Work instruction –
Beneath this task are records; print exactly the stretch of them from the line with "pub mod formatter;" through the line with "response, runs it", both ends included.

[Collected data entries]
-----
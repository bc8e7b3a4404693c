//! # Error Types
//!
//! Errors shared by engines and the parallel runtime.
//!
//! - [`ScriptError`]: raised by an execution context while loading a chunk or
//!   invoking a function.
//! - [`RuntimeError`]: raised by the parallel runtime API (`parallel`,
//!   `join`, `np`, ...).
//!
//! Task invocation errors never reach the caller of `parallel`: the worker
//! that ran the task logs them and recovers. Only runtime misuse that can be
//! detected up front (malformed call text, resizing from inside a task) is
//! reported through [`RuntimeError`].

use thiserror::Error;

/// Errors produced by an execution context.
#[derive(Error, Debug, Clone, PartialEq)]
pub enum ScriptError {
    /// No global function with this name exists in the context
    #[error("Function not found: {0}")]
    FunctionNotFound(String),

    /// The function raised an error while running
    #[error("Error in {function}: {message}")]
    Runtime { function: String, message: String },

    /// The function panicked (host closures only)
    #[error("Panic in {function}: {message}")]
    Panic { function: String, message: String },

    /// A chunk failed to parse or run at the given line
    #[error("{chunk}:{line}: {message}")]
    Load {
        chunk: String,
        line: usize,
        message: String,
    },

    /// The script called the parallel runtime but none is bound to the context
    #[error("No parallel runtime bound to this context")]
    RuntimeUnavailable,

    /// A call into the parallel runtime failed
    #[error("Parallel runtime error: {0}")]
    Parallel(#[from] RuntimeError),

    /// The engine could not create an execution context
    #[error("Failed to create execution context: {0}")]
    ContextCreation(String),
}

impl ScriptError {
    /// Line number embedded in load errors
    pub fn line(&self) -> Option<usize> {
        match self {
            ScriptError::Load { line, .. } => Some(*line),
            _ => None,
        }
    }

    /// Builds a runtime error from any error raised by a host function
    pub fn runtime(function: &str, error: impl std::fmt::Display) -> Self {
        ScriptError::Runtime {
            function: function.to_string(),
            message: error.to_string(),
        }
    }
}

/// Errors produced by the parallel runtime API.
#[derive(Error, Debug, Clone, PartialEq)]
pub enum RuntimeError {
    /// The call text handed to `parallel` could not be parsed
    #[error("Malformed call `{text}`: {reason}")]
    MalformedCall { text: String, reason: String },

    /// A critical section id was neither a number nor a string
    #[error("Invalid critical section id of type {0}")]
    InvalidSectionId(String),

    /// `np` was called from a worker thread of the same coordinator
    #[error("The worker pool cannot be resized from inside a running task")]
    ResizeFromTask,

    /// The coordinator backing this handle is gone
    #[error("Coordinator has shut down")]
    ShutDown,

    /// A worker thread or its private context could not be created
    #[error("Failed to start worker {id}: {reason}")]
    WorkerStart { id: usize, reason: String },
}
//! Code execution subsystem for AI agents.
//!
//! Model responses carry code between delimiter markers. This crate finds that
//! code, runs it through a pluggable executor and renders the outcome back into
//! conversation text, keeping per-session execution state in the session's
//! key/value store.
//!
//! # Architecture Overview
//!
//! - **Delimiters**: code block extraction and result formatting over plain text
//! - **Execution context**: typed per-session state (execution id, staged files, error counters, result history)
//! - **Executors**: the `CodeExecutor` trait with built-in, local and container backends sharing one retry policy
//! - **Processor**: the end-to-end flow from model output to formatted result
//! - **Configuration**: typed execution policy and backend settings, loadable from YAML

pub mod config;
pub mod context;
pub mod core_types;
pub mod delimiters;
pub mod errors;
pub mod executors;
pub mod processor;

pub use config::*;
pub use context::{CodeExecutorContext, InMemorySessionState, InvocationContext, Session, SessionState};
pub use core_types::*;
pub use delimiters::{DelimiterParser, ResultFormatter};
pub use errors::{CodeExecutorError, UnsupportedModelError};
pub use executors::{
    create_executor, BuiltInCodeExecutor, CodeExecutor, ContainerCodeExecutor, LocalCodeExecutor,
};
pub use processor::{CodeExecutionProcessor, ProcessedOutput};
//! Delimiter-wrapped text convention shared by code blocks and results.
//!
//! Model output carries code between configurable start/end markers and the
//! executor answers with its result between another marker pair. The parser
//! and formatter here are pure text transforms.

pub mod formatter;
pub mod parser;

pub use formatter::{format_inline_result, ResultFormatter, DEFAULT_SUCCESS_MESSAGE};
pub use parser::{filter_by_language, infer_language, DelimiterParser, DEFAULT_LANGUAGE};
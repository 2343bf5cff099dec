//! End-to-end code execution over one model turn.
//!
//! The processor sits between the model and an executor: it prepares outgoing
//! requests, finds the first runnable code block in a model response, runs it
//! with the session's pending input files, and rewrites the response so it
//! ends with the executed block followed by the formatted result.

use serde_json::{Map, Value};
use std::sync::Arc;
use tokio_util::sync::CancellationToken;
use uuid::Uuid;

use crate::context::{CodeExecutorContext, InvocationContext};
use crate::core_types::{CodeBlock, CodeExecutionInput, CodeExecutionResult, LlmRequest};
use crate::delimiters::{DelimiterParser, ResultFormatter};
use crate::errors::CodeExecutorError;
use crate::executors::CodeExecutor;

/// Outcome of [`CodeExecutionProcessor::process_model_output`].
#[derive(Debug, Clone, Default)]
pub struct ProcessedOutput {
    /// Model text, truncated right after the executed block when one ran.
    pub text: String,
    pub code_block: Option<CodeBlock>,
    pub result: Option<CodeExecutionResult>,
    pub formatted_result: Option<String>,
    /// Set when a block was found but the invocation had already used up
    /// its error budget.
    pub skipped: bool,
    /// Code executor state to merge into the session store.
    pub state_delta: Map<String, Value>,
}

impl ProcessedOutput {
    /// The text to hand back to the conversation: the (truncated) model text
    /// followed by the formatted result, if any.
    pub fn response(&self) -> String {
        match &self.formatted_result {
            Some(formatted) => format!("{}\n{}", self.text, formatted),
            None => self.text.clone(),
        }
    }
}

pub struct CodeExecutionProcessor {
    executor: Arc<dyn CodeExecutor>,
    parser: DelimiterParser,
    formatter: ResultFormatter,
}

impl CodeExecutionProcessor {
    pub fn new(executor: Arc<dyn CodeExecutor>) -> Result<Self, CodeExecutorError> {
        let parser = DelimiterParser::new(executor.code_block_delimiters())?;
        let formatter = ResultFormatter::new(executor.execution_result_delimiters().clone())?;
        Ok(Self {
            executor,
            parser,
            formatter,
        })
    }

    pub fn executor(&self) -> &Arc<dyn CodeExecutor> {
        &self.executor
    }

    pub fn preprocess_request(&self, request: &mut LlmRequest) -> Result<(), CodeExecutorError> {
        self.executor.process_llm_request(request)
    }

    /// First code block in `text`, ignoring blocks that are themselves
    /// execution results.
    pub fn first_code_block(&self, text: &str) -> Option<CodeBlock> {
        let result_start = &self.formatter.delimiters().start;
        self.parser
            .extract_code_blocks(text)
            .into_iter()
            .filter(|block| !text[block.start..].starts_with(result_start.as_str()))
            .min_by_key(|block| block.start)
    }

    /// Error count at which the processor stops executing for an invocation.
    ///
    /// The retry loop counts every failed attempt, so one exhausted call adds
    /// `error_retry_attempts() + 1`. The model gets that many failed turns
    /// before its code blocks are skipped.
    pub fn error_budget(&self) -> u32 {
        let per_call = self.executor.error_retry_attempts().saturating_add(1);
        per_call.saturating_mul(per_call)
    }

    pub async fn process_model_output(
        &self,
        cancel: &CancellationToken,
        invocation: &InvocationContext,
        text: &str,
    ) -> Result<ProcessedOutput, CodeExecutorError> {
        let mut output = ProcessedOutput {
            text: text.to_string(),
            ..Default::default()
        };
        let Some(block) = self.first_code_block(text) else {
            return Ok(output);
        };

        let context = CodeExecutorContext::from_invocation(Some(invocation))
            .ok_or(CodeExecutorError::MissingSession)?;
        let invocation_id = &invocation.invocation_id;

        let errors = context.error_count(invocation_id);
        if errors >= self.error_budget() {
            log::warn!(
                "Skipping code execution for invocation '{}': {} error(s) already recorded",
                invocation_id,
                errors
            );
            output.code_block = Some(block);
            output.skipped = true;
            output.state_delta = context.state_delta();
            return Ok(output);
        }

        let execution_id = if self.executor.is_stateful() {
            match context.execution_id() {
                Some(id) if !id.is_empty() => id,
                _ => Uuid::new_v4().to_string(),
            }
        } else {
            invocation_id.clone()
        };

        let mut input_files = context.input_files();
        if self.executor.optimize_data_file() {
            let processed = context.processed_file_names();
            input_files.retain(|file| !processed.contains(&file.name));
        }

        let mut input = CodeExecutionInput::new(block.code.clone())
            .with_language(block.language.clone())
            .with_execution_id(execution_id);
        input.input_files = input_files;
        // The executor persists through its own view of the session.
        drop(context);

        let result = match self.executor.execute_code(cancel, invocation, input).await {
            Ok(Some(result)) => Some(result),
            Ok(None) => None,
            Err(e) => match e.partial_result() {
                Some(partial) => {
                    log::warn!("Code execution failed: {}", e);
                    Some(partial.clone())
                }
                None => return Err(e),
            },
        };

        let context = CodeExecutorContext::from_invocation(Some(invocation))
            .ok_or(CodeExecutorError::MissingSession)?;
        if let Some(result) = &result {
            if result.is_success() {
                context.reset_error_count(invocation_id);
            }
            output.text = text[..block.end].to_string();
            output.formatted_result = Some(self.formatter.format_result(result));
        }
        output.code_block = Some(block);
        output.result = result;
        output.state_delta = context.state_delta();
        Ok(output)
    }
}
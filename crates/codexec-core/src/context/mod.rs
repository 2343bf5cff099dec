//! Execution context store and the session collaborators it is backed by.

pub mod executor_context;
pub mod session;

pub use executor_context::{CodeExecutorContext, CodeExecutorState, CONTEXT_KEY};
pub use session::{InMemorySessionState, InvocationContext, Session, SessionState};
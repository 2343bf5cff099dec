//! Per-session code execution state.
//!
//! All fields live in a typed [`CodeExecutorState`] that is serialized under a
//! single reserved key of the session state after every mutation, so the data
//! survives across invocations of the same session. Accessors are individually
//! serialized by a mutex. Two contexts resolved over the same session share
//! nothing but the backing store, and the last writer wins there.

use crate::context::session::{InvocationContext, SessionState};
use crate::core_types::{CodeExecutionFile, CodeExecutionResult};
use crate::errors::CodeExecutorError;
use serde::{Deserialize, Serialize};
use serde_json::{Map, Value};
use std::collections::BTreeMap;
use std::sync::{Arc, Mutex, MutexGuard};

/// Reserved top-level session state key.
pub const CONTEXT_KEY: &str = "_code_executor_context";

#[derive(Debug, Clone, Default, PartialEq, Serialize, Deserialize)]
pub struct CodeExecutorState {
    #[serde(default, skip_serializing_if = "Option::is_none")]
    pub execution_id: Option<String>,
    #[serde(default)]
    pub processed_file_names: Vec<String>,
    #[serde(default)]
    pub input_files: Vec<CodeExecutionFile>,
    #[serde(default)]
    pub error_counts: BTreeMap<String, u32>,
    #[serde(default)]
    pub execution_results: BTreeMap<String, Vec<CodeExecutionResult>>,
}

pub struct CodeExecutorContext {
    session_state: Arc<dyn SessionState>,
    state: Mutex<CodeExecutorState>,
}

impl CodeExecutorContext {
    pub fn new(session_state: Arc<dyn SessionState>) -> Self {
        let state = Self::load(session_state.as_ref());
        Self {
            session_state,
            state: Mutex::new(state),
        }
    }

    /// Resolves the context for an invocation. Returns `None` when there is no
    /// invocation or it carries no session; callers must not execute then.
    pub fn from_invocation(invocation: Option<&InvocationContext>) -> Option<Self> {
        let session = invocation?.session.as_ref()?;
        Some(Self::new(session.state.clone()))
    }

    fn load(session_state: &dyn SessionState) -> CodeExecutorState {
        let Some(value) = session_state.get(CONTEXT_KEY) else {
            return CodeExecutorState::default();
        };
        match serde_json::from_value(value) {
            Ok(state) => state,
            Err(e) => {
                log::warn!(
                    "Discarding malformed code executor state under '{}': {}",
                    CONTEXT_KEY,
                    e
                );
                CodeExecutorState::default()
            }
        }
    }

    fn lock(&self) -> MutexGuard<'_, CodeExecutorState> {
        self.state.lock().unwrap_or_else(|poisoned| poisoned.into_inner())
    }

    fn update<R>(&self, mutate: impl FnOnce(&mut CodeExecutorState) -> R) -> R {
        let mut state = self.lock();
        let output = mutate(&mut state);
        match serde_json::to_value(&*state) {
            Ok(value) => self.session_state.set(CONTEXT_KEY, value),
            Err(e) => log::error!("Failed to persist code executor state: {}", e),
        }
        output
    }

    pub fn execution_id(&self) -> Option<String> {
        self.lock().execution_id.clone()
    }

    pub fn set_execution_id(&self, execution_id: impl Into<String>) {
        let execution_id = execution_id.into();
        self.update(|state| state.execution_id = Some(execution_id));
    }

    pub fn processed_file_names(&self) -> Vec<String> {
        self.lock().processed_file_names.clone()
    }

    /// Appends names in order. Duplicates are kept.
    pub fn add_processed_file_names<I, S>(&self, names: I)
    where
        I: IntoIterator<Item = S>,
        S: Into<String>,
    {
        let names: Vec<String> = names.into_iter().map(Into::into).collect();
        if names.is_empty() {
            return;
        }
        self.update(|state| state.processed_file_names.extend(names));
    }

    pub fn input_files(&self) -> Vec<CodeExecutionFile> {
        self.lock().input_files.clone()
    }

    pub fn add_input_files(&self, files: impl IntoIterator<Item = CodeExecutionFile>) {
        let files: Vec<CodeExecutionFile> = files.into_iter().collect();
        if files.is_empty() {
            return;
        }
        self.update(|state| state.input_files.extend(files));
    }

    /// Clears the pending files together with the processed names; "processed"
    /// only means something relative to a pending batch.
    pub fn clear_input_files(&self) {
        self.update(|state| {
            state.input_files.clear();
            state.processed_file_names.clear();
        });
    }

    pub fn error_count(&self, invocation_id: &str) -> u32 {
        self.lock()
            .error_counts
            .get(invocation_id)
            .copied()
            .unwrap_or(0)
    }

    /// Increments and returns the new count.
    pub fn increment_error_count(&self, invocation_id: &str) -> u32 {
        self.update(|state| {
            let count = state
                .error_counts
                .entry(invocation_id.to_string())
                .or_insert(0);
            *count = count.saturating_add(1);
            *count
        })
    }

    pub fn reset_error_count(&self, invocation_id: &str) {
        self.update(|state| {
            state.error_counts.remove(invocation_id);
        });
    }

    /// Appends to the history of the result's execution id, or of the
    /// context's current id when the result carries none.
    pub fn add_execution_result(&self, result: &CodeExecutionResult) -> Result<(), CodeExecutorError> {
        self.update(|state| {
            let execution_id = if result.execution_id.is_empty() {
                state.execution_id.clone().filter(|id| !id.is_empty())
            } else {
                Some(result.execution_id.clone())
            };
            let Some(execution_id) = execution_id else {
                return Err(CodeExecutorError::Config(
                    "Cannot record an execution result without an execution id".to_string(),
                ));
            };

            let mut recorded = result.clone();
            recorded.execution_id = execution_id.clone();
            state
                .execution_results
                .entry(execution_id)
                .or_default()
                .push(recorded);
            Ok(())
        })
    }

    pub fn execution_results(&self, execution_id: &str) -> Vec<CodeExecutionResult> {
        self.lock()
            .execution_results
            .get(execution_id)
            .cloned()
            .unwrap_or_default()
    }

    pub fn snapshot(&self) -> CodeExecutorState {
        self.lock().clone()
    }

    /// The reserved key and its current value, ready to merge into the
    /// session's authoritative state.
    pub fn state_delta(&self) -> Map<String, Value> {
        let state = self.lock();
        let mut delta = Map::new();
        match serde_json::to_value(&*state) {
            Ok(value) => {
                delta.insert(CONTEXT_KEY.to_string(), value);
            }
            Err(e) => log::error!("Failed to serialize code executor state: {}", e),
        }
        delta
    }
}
-----
Response box –
pub mod formatter;
pub mod parser;

pub use formatter::{format_inline_result, ResultFormatter, DEFAULT_SUCCESS_MESSAGE};
pub use parser::{filter_by_language, infer_language, DelimiterParser, DEFAULT_LANGUAGE};
repository 2343bf5cff099dec
//! End-to-end code execution over one model turn.
//!
//! The processor sits between the model and an executor: it prepares outgoing
//! requests, finds the first runnable code block in a model response, runs it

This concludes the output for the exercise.